Dataset items
· · · · · · ·

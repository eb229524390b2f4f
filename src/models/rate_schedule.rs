//! Per-head credit rates.

use serde::{Deserialize, Serialize};

/// Default credit per net additional worker.
pub const DEFAULT_BASE_PER_HEAD: u64 = 5_000_000;

/// Default additional credit per net additional youth worker.
pub const DEFAULT_YOUTH_BONUS_PER_HEAD: u64 = 7_000_000;

/// Default additional credit per net additional worker outside the metro region.
pub const DEFAULT_NON_METRO_BONUS_PER_HEAD: u64 = 2_000_000;

/// The three per-head amounts used to price a net headcount increase.
///
/// Rates are unsigned, so a schedule can never hold a negative amount. Parsing
/// a negative value from YAML or JSON fails before a schedule is built.
///
/// # Example
///
/// ```
/// use employment_credit::models::RateSchedule;
///
/// let rates = RateSchedule::new(5_000_000, 7_000_000, 2_000_000);
/// assert_eq!(rates, RateSchedule::default());
/// ```
#[derive(Debug, Clone, Copy, PartialEq, Eq, Hash, Serialize, Deserialize)]
pub struct RateSchedule {
    /// Credit per net additional worker.
    pub base_per_head: u64,
    /// Additional credit per net additional youth worker.
    pub youth_bonus_per_head: u64,
    /// Additional credit per net additional worker when the workplace is non-metro.
    pub non_metro_bonus_per_head: u64,
}

impl RateSchedule {
    /// Creates a schedule from its three per-head amounts.
    pub const fn new(
        base_per_head: u64,
        youth_bonus_per_head: u64,
        non_metro_bonus_per_head: u64,
    ) -> Self {
        Self {
            base_per_head,
            youth_bonus_per_head,
            non_metro_bonus_per_head,
        }
    }
}

impl Default for RateSchedule {
    fn default() -> Self {
        Self::new(
            DEFAULT_BASE_PER_HEAD,
            DEFAULT_YOUTH_BONUS_PER_HEAD,
            DEFAULT_NON_METRO_BONUS_PER_HEAD,
        )
    }
}
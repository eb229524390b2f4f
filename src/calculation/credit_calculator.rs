//! Credit aggregation.
//!
//! This module runs the individual rules in order and assembles their outputs
//! into a [`CalculationResult`].

use crate::error::{EngineError, EngineResult};
use crate::models::{AuditStep, AuditWarning, CalculationResult, RateSchedule, WorkforceSnapshot};

use super::component::price_heads;
use super::{
    NetIncrease, ValidatedHeadcounts, calculate_base_credit, calculate_net_increase,
    calculate_non_metro_credit, calculate_youth_credit, check_headcounts, derive_net_increase,
    validate_headcounts,
};

/// A calculation result together with the audit steps that produced it.
#[derive(Debug, Clone)]
pub struct AuditedCalculation {
    /// The calculation result.
    pub result: CalculationResult,
    /// One step per rule, in the order the rules ran.
    pub steps: Vec<AuditStep>,
    /// Warnings raised along the way.
    pub warnings: Vec<AuditWarning>,
}

/// Computes the employment increase credit.
///
/// No audit trace is built; use [`compute_with_audit`] for one.
///
/// # Errors
///
/// Returns [`EngineError::Validation`] if any headcount is negative; nothing
/// is computed in that case. Returns [`EngineError::CalculationError`] if a
/// credit amount overflows `u64`.
///
/// # Examples
///
/// ```
/// use employment_credit::calculation::compute;
/// use employment_credit::models::RateSchedule;
///
/// let result = compute(18, 5, 20, 7, false, &RateSchedule::default()).unwrap();
/// assert_eq!(result.net_total_increase, 4);
/// assert_eq!(result.net_youth_increase, 2);
/// assert_eq!(result.total_credit, 34_000_000);
/// ```
pub fn compute(
    prior_regular: i64,
    prior_youth: i64,
    current_regular: i64,
    current_youth: i64,
    is_non_metro: bool,
    rates: &RateSchedule,
) -> EngineResult<CalculationResult> {
    let snapshot =
        WorkforceSnapshot::new(prior_regular, prior_youth, current_regular, current_youth);
    let headcounts = check_headcounts(&snapshot)?;
    let increase = derive_net_increase(&headcounts);

    let base = price_heads("base credit", increase.net_total_increase, rates.base_per_head)?;
    let youth = price_heads(
        "youth credit",
        increase.net_youth_increase,
        rates.youth_bonus_per_head,
    )?;
    let non_metro = if is_non_metro {
        price_heads(
            "non-metro credit",
            increase.net_total_increase,
            rates.non_metro_bonus_per_head,
        )?
    } else {
        0
    };

    assemble_result(&headcounts, &increase, base, youth, non_metro)
}

/// Sums the three components and fills in the result.
fn assemble_result(
    headcounts: &ValidatedHeadcounts,
    increase: &NetIncrease,
    base_credit: u64,
    youth_credit: u64,
    non_metro_credit: u64,
) -> EngineResult<CalculationResult> {
    let total_credit = base_credit
        .checked_add(youth_credit)
        .and_then(|sum| sum.checked_add(non_metro_credit))
        .ok_or_else(|| EngineError::CalculationError {
            message: format!(
                "total credit overflowed: {} + {} + {}",
                base_credit, youth_credit, non_metro_credit
            ),
        })?;

    Ok(CalculationResult {
        total_headcount_prior: increase.total_prior,
        total_headcount_current: increase.total_current,
        net_total_increase: increase.net_total_increase,
        youth_prior: headcounts.prior_youth,
        youth_current: headcounts.current_youth,
        net_youth_increase: increase.net_youth_increase,
        base_credit,
        youth_credit,
        non_metro_credit,
        total_credit,
    })
}

/// Computes the credit and records an audit step for every rule.
///
/// Steps are numbered from `first_step`. The result is identical to
/// [`compute`] for the same inputs.
///
/// # Errors
///
/// Same as [`compute`].
pub fn compute_with_audit(
    snapshot: &WorkforceSnapshot,
    is_non_metro: bool,
    rates: &RateSchedule,
    first_step: u32,
) -> EngineResult<AuditedCalculation> {
    let mut steps = Vec::with_capacity(5);
    let mut warnings = Vec::new();
    let mut step_number = first_step;

    let validation = validate_headcounts(snapshot, step_number)?;
    let headcounts = validation.headcounts;
    steps.push(validation.audit_step);
    step_number += 1;

    let increase = calculate_net_increase(&headcounts, step_number);
    let derived = increase.increase();
    steps.push(increase.audit_step);
    step_number += 1;

    if increase.net_total_increase == 0 {
        warnings.push(AuditWarning {
            code: "NO_NET_INCREASE".to_string(),
            message: format!(
                "Total headcount did not grow ({} -> {}); no credit is earned",
                increase.total_prior, increase.total_current
            ),
            severity: "low".to_string(),
        });
    }
    if increase.youth_cap_applied {
        warnings.push(AuditWarning {
            code: "YOUTH_INCREASE_CAPPED".to_string(),
            message: format!(
                "Youth increase of {} capped at the net total increase of {}",
                increase.raw_youth_increase, increase.net_total_increase
            ),
            severity: "low".to_string(),
        });
    }

    let base = calculate_base_credit(increase.net_total_increase, rates, step_number)?;
    steps.push(base.audit_step);
    step_number += 1;

    let youth = calculate_youth_credit(increase.net_youth_increase, rates, step_number)?;
    steps.push(youth.audit_step);
    step_number += 1;

    let non_metro =
        calculate_non_metro_credit(increase.net_total_increase, is_non_metro, rates, step_number)?;
    steps.push(non_metro.audit_step);

    let result = assemble_result(
        &headcounts,
        &derived,
        base.amount,
        youth.amount,
        non_metro.amount,
    )?;

    Ok(AuditedCalculation {
        result,
        steps,
        warnings,
    })
}

#[cfg(test)]
mod tests {
    use super::*;
    use crate::models::HeadcountField;

    fn rates() -> RateSchedule {
        RateSchedule::new(5_000_000, 7_000_000, 2_000_000)
    }

    #[test]
    fn test_scenario_a_metro() {
        let result = compute(18, 5, 20, 7, false, &rates()).unwrap();

        assert_eq!(
            result,
            CalculationResult {
                total_headcount_prior: 23,
                total_headcount_current: 27,
                net_total_increase: 4,
                youth_prior: 5,
                youth_current: 7,
                net_youth_increase: 2,
                base_credit: 20_000_000,
                youth_credit: 14_000_000,
                non_metro_credit: 0,
                total_credit: 34_000_000,
            }
        );
    }

    #[test]
    fn test_scenario_b_non_metro() {
        let result = compute(18, 5, 20, 7, true, &rates()).unwrap();

        assert_eq!(result.non_metro_credit, 8_000_000);
        assert_eq!(result.total_credit, 42_000_000);
    }

    #[test]
    fn test_scenario_c_youth_cap() {
        let result = compute(18, 5, 16, 8, false, &rates()).unwrap();

        assert_eq!(result.total_headcount_prior, 23);
        assert_eq!(result.total_headcount_current, 24);
        assert_eq!(result.net_total_increase, 1);
        assert_eq!(result.net_youth_increase, 1);
        assert_eq!(result.base_credit, 5_000_000);
        assert_eq!(result.youth_credit, 7_000_000);
        assert_eq!(result.total_credit, 12_000_000);
    }

    #[test]
    fn test_scenario_d_decrease() {
        let result = compute(10, 10, 10, 5, true, &rates()).unwrap();

        assert_eq!(result.net_total_increase, 0);
        assert_eq!(result.net_youth_increase, 0);
        assert_eq!(result.base_credit, 0);
        assert_eq!(result.non_metro_credit, 0);
        assert_eq!(result.total_credit, 0);
    }

    #[test]
    fn test_negative_input_produces_no_result() {
        match compute(-1, 5, 20, 7, false, &rates()).unwrap_err() {
            EngineError::Validation { field, value } => {
                assert_eq!(field, HeadcountField::PriorRegular);
                assert_eq!(value, -1);
            }
            other => panic!("Expected Validation, got {:?}", other),
        }
    }

    #[test]
    fn test_audit_steps_in_rule_order() {
        let snapshot = WorkforceSnapshot::new(18, 5, 20, 7);
        let audited = compute_with_audit(&snapshot, true, &rates(), 1).unwrap();

        let rule_ids: Vec<&str> = audited.steps.iter().map(|s| s.rule_id.as_str()).collect();
        assert_eq!(
            rule_ids,
            vec![
                "headcount_validation",
                "net_increase",
                "base_credit",
                "youth_credit",
                "non_metro_credit"
            ]
        );
        let numbers: Vec<u32> = audited.steps.iter().map(|s| s.step_number).collect();
        assert_eq!(numbers, vec![1, 2, 3, 4, 5]);
        assert!(audited.warnings.is_empty());
    }

    #[test]
    fn test_audit_steps_start_at_first_step() {
        let snapshot = WorkforceSnapshot::new(1, 0, 2, 0);
        let audited = compute_with_audit(&snapshot, false, &rates(), 10).unwrap();

        assert_eq!(audited.steps.first().unwrap().step_number, 10);
        assert_eq!(audited.steps.last().unwrap().step_number, 14);
    }

    #[test]
    fn test_audited_result_matches_compute() {
        let snapshot = WorkforceSnapshot::new(18, 5, 16, 8);
        let audited = compute_with_audit(&snapshot, true, &rates(), 1).unwrap();
        let plain = compute(18, 5, 16, 8, true, &rates()).unwrap();

        assert_eq!(audited.result, plain);
    }

    #[test]
    fn test_audited_overflow_matches_compute() {
        let huge = RateSchedule::new(u64::MAX, 1, 1);
        let snapshot = WorkforceSnapshot::new(0, 0, 2, 0);

        assert!(matches!(
            compute_with_audit(&snapshot, false, &huge, 1),
            Err(EngineError::CalculationError { .. })
        ));
        assert!(matches!(
            compute(0, 0, 2, 0, false, &huge),
            Err(EngineError::CalculationError { .. })
        ));
    }

    #[test]
    fn test_youth_cap_raises_warning() {
        let snapshot = WorkforceSnapshot::new(18, 5, 16, 8);
        let audited = compute_with_audit(&snapshot, false, &rates(), 1).unwrap();

        assert_eq!(audited.warnings.len(), 1);
        assert_eq!(audited.warnings[0].code, "YOUTH_INCREASE_CAPPED");
    }

    #[test]
    fn test_no_increase_raises_warning() {
        let snapshot = WorkforceSnapshot::new(10, 10, 10, 5);
        let audited = compute_with_audit(&snapshot, false, &rates(), 1).unwrap();

        let codes: Vec<&str> = audited.warnings.iter().map(|w| w.code.as_str()).collect();
        assert_eq!(codes, vec!["NO_NET_INCREASE"]);
    }

    #[test]
    fn test_youth_rise_with_total_fall_warns_twice() {
        let snapshot = WorkforceSnapshot::new(20, 2, 10, 6);
        let audited = compute_with_audit(&snapshot, false, &rates(), 1).unwrap();

        assert_eq!(audited.result.net_youth_increase, 0);
        assert_eq!(audited.result.total_credit, 0);
        assert_eq!(audited.warnings.len(), 2);
    }

    #[test]
    fn test_total_overflow_is_an_error() {
        let huge = RateSchedule::new(u64::MAX / 2, u64::MAX / 2, u64::MAX / 2);
        let result = compute(0, 0, 1, 1, true, &huge);

        assert!(matches!(
            result,
            Err(EngineError::CalculationError { .. })
        ));
    }
}
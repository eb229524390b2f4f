//! Youth bonus calculation.
//!
//! This module prices the capped youth increase at the youth bonus rate. The
//! bonus is paid on top of the base credit those same workers already earn.

use crate::error::EngineResult;
use crate::models::{AuditStep, RateSchedule};

use super::component::{CreditComponentResult, price_heads};

/// Calculates the youth bonus for a net youth increase.
///
/// `net_youth_increase` must already be capped at the net total increase;
/// see [`calculate_net_increase`](super::calculate_net_increase).
///
/// # Errors
///
/// Returns `CalculationError` if the product overflows.
///
/// # Examples
///
/// ```
/// use employment_credit::calculation::calculate_youth_credit;
/// use employment_credit::models::RateSchedule;
///
/// let result = calculate_youth_credit(2, &RateSchedule::default(), 4).unwrap();
/// assert_eq!(result.amount, 14_000_000);
/// ```
pub fn calculate_youth_credit(
    net_youth_increase: u64,
    rates: &RateSchedule,
    step_number: u32,
) -> EngineResult<CreditComponentResult> {
    let amount = price_heads(
        "youth credit",
        net_youth_increase,
        rates.youth_bonus_per_head,
    )?;

    let audit_step = AuditStep {
        step_number,
        rule_id: "youth_credit".to_string(),
        rule_name: "Youth Bonus".to_string(),
        input: serde_json::json!({
            "net_youth_increase": net_youth_increase,
            "youth_bonus_per_head": rates.youth_bonus_per_head
        }),
        output: serde_json::json!({
            "amount": amount
        }),
        reasoning: format!(
            "{} net additional youth workers × {} = {}",
            net_youth_increase, rates.youth_bonus_per_head, amount
        ),
    };

    Ok(CreditComponentResult { amount, audit_step })
}
//! Configuration types for rate schedules.
//!
//! This module contains the strongly-typed configuration structures that
//! are deserialized from YAML configuration files.

use chrono::NaiveDate;
use serde::Deserialize;

use crate::models::RateSchedule;

/// Metadata about the credit scheme the rates belong to.
#[derive(Debug, Clone, Deserialize)]
pub struct ScheduleMetadata {
    /// Short identifier for the scheme (e.g., "EIC-EXAMPLE").
    pub code: String,
    /// The human-readable name of the scheme.
    pub name: String,
    /// The version of this configuration.
    pub version: String,
    /// URL to the policy announcement the rates were taken from.
    pub source_url: String,
}

/// Rates in force from a specific effective date.
#[derive(Debug, Clone, Deserialize)]
pub struct RateConfig {
    /// The first date these rates apply to.
    pub effective_date: NaiveDate,
    /// The per-head amounts.
    pub rates: RateSchedule,
}

/// The complete credit configuration loaded from YAML files.
#[derive(Debug, Clone)]
pub struct CreditConfig {
    /// Scheme metadata.
    metadata: ScheduleMetadata,
    /// Rate configurations by effective date (sorted oldest first).
    rates: Vec<RateConfig>,
}

impl CreditConfig {
    /// Creates a new CreditConfig, sorting rates by effective date.
    pub fn new(metadata: ScheduleMetadata, rates: Vec<RateConfig>) -> Self {
        let mut sorted_rates = rates;
        sorted_rates.sort_by(|a, b| a.effective_date.cmp(&b.effective_date));
        Self {
            metadata,
            rates: sorted_rates,
        }
    }

    /// Returns the scheme metadata.
    pub fn metadata(&self) -> &ScheduleMetadata {
        &self.metadata
    }

    /// Returns all rate configurations, oldest first.
    pub fn rates(&self) -> &[RateConfig] {
        &self.rates
    }
}
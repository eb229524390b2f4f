//! HTTP request handlers for the employment credit API.
//!
//! This module contains the handler functions for all API endpoints.

use std::time::{Duration, Instant};

use axum::{
    Json, Router,
    extract::{State, rejection::JsonRejection},
    http::{StatusCode, header},
    response::IntoResponse,
    routing::post,
};
use chrono::Utc;
use tracing::{debug, info, warn};
use uuid::Uuid;

use crate::calculation::compute_with_audit;
use crate::config::ConfigLoader;
use crate::error::EngineResult;
use crate::models::{AuditTrace, CreditAssessment, RateSchedule, RateSource};

use super::request::CalculationRequest;
use super::response::{ApiError, ApiErrorResponse};
use super::state::AppState;

/// Creates the API router with all endpoints.
pub fn create_router(state: AppState) -> Router {
    Router::new()
        .route("/calculate", post(calculate_handler))
        .with_state(state)
}

/// Handler for POST /calculate endpoint.
///
/// Accepts two years of headcounts and returns the credit assessment.
async fn calculate_handler(
    State(state): State<AppState>,
    payload: Result<Json<CalculationRequest>, JsonRejection>,
) -> impl IntoResponse {
    let correlation_id = Uuid::new_v4();
    info!(correlation_id = %correlation_id, "Processing calculation request");

    let request = match payload {
        Ok(Json(req)) => req,
        Err(rejection) => {
            let error = match rejection {
                JsonRejection::JsonDataError(err) => {
                    let body_text = err.body_text();
                    warn!(
                        correlation_id = %correlation_id,
                        error = %body_text,
                        "JSON data error"
                    );
                    if body_text.contains("missing field") {
                        ApiError::validation_error(body_text)
                    } else {
                        ApiError::malformed_json(body_text)
                    }
                }
                JsonRejection::JsonSyntaxError(err) => {
                    warn!(
                        correlation_id = %correlation_id,
                        error = %err,
                        "JSON syntax error"
                    );
                    ApiError::malformed_json(format!("Invalid JSON syntax: {}", err))
                }
                JsonRejection::MissingJsonContentType(_) => {
                    ApiError::new("MISSING_CONTENT_TYPE", "Content-Type must be application/json")
                }
                _ => ApiError::malformed_json("Failed to parse request body"),
            };
            return ApiErrorResponse {
                status: StatusCode::BAD_REQUEST,
                error,
            }
            .into_response();
        }
    };

    match perform_calculation(&request, state.config()) {
        Ok(assessment) => {
            info!(
                correlation_id = %correlation_id,
                calculation_id = %assessment.calculation_id,
                net_total_increase = assessment.result.net_total_increase,
                net_youth_increase = assessment.result.net_youth_increase,
                total_credit = assessment.result.total_credit,
                duration_us = assessment.audit_trace.duration_us,
                "Calculation completed successfully"
            );
            (
                StatusCode::OK,
                [(header::CONTENT_TYPE, "application/json")],
                Json(assessment),
            )
                .into_response()
        }
        Err(err) => {
            warn!(
                correlation_id = %correlation_id,
                error = %err,
                "Calculation failed"
            );
            ApiErrorResponse::from(err).into_response()
        }
    }
}

/// Picks the rates for a request: the request's own rates if given,
/// otherwise the configured schedule for the assessment date, otherwise the
/// newest configured schedule.
fn resolve_rates(
    request: &CalculationRequest,
    config: &ConfigLoader,
) -> EngineResult<(RateSchedule, RateSource)> {
    if let Some(rates) = request.rates {
        return Ok((rates, RateSource::RequestOverride));
    }

    let rates = match request.assessment_date {
        Some(date) => config.rates_for(date)?,
        None => config.latest_rates()?.rates,
    };
    Ok((rates, RateSource::Config))
}

/// Whole microseconds in `duration`, saturating at `u64::MAX`.
fn duration_micros(duration: Duration) -> u64 {
    u64::try_from(duration.as_micros()).unwrap_or(u64::MAX)
}

/// Runs the credit calculation for a request.
fn perform_calculation(
    request: &CalculationRequest,
    config: &ConfigLoader,
) -> EngineResult<CreditAssessment> {
    let start_time = Instant::now();

    let (rates, rate_source) = resolve_rates(request, config)?;
    debug!(?rates, ?rate_source, "Resolved rate schedule");

    let audited = compute_with_audit(&request.snapshot(), request.is_non_metro, &rates, 1)?;

    let duration_us = duration_micros(start_time.elapsed());

    Ok(CreditAssessment {
        calculation_id: Uuid::new_v4(),
        timestamp: Utc::now(),
        engine_version: env!("CARGO_PKG_VERSION").to_string(),
        is_non_metro: request.is_non_metro,
        rates,
        rate_source,
        result: audited.result,
        audit_trace: AuditTrace {
            steps: audited.steps,
            warnings: audited.warnings,
            duration_us,
        },
    })
}
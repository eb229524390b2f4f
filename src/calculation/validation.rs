//! Headcount validation.
//!
//! This module rejects negative headcounts before anything is computed and
//! hands the later steps counts that are known to be non-negative.

use crate::error::{EngineError, EngineResult};
use crate::models::{AuditStep, WorkforceSnapshot};

/// Headcounts that passed validation.
///
/// Built by [`check_headcounts`] once every count is known to be
/// non-negative.
#[derive(Debug, Clone, Copy, PartialEq, Eq)]
pub struct ValidatedHeadcounts {
    /// Regular workers in the prior year.
    pub prior_regular: u64,
    /// Youth workers in the prior year.
    pub prior_youth: u64,
    /// Regular workers in the current year.
    pub current_regular: u64,
    /// Youth workers in the current year.
    pub current_youth: u64,
}

/// The result of validating headcounts, including the audit step.
#[derive(Debug, Clone)]
pub struct HeadcountValidationResult {
    /// The validated counts.
    pub headcounts: ValidatedHeadcounts,
    /// The audit step recording this validation.
    pub audit_step: AuditStep,
}

/// Checks that all four headcounts are non-negative, without recording an
/// audit step.
///
/// # Errors
///
/// Returns [`EngineError::Validation`] for the first negative input, in the
/// order prior regular, prior youth, current regular, current youth.
pub fn check_headcounts(snapshot: &WorkforceSnapshot) -> EngineResult<ValidatedHeadcounts> {
    if let Some((field, value)) = snapshot.first_negative() {
        return Err(EngineError::Validation { field, value });
    }

    Ok(ValidatedHeadcounts {
        prior_regular: snapshot.prior_regular.unsigned_abs(),
        prior_youth: snapshot.prior_youth.unsigned_abs(),
        current_regular: snapshot.current_regular.unsigned_abs(),
        current_youth: snapshot.current_youth.unsigned_abs(),
    })
}

/// Checks that all four headcounts are non-negative and records the check.
///
/// Inputs are checked in the order prior regular, prior youth, current
/// regular, current youth; the first negative one is reported.
///
/// # Errors
///
/// Returns [`EngineError::Validation`] naming the offending input.
///
/// # Examples
///
/// ```
/// use employment_credit::calculation::validate_headcounts;
/// use employment_credit::error::EngineError;
/// use employment_credit::models::WorkforceSnapshot;
///
/// let ok = validate_headcounts(&WorkforceSnapshot::new(18, 5, 20, 7), 1).unwrap();
/// assert_eq!(ok.headcounts.current_youth, 7);
///
/// let err = validate_headcounts(&WorkforceSnapshot::new(-1, 5, 20, 7), 1).unwrap_err();
/// assert!(matches!(err, EngineError::Validation { value: -1, .. }));
/// ```
pub fn validate_headcounts(
    snapshot: &WorkforceSnapshot,
    step_number: u32,
) -> EngineResult<HeadcountValidationResult> {
    let headcounts = check_headcounts(snapshot)?;

    let audit_step = AuditStep {
        step_number,
        rule_id: "headcount_validation".to_string(),
        rule_name: "Headcount Validation".to_string(),
        input: serde_json::json!({
            "prior_regular": snapshot.prior_regular,
            "prior_youth": snapshot.prior_youth,
            "current_regular": snapshot.current_regular,
            "current_youth": snapshot.current_youth
        }),
        output: serde_json::json!({
            "valid": true
        }),
        reasoning: "All four headcounts are non-negative".to_string(),
    };

    Ok(HeadcountValidationResult {
        headcounts,
        audit_step,
    })
}
//! Employment Increase Tax Credit Engine
//!
//! This crate computes an employment increase tax credit from year-over-year
//! headcounts. A per-head rate schedule prices the net increase, with an extra
//! bonus for youth workers and an optional bonus for workplaces outside the
//! metro region.
//!
//! ```
//! use employment_credit::calculation::compute;
//! use employment_credit::models::RateSchedule;
//!
//! let result = compute(18, 5, 20, 7, true, &RateSchedule::default()).unwrap();
//! assert_eq!(result.total_credit, 42_000_000);
//! ```

#![warn(missing_docs)]

pub mod api;
pub mod calculation;
pub mod config;
pub mod error;
pub mod models;
//! Subcommand handlers

use std::sync::Arc;

use anyhow::{Context, Result};
use tracing::info;

use codeloom_core::ai::AiClient;
use codeloom_core::schema::{
    CorrectionMode, Corrector, SchemaApplier, SchemaPipeline, SqlDialect, SqliteExecutor,
};
use codeloom_core::tools::{coding_tools, StdinAnswers};
use codeloom_core::{AppConfig, CodingAgent, CompletionService, ToolFailurePolicy};

use crate::{AgentArgs, SchemaArgs};

fn completion_service(config: &AppConfig) -> Result<Arc<dyn CompletionService>> {
    let client = AiClient::new(config.client_config()).context("Failed to build AI client")?;
    Ok(Arc::new(client))
}

pub async fn run_agent(config: &AppConfig, args: AgentArgs) -> Result<()> {
    let task = match (args.task, args.task_file) {
        (Some(task), _) => task,
        (None, Some(path)) => tokio::fs::read_to_string(&path)
            .await
            .with_context(|| format!("Failed to read task file {}", path.display()))?,
        (None, None) => anyhow::bail!("either --task or --task-file is required"),
    };
    let workspace = args
        .workspace
        .canonicalize()
        .with_context(|| format!("Workspace {} does not exist", args.workspace.display()))?;

    let mut agent_config = config.agent_config();
    if args.report_tool_errors {
        agent_config.tool_failure = ToolFailurePolicy::Report;
    }
    if args.run_command {
        agent_config.run_completion_command = true;
    }
    if let Some(max_steps) = args.max_steps {
        agent_config.max_steps = max_steps;
    }

    let registry = coding_tools(Arc::new(StdinAnswers))?;
    let agent = CodingAgent::new(completion_service(config)?, Arc::new(registry), agent_config)?;

    info!(workspace = %workspace.display(), "Running agent");
    let outcome = agent.run(task, workspace).await?;

    println!("{}", outcome.summary);
    if let Some(command) = &outcome.command {
        println!("\nSuggested command: {}", command);
    }
    if let Some(output) = &outcome.command_output {
        println!("{}", output);
    }
    Ok(())
}

pub async fn run_schema(config: &AppConfig, args: SchemaArgs) -> Result<()> {
    let diagram = tokio::fs::read_to_string(&args.diagram)
        .await
        .with_context(|| format!("Failed to read diagram {}", args.diagram.display()))?;

    let mut schema_config = config.schema.clone();
    if args.database.is_some() {
        schema_config.database_name = args.database;
    }
    if args.parallel {
        schema_config.parallel_generation = true;
    }
    if args.operator {
        schema_config.correction_mode = CorrectionMode::Operator;
    }
    // Generated DDL has to run on the database it is applied to
    if args.apply_sqlite.is_some() {
        schema_config.dialect = SqlDialect::Sqlite;
    }

    let service = completion_service(config)?;
    let pipeline = SchemaPipeline::new(service.clone(), &schema_config)?;
    let result = pipeline.run(diagram).await?;

    schema_config
        .script_writer()
        .write_to(&result, &args.out)
        .await?;

    let report = match &args.apply_sqlite {
        Some(db_path) => {
            let corrector = match schema_config.correction_mode {
                CorrectionMode::Model => Corrector::Model(service),
                CorrectionMode::Operator => Corrector::Operator(Arc::new(StdinAnswers)),
            };
            let executor = SqliteExecutor::open(db_path)?;
            let mut applier = SchemaApplier::new(executor, corrector, schema_config.max_fix_attempts);
            Some(applier.apply_result(&result).await)
        }
        None => None,
    };

    if args.json {
        let output = serde_json::json!({
            "result": result,
            "apply": report,
        });
        println!("{}", serde_json::to_string_pretty(&output)?);
        return Ok(());
    }

    println!(
        "Diagram {:?}: {} CREATE, {} ALTER statements written to {}",
        result.validation_status,
        result.create_statements.len(),
        result.alter_statements.len(),
        args.out.display()
    );
    if let Some(issues) = &result.errors {
        println!("Corrected issues:\n{}", issues.join("\n"));
    }
    if let Some(report) = report {
        println!(
            "Applied {}, corrected {}, abandoned {}",
            report.applied(),
            report.corrected(),
            report.abandoned()
        );
    }
    Ok(())
}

· · · · · · ·

Your answer should consist of each line of the data above in which the word "collect" occurs.

        let rule_ids: Vec<&str> = audited.steps.iter().map(|s| s.rule_id.as_str()).collect();
        let numbers: Vec<u32> = audited.steps.iter().map(|s| s.step_number).collect();
        let codes: Vec<&str> = audited.warnings.iter().map(|w| w.code.as_str()).collect();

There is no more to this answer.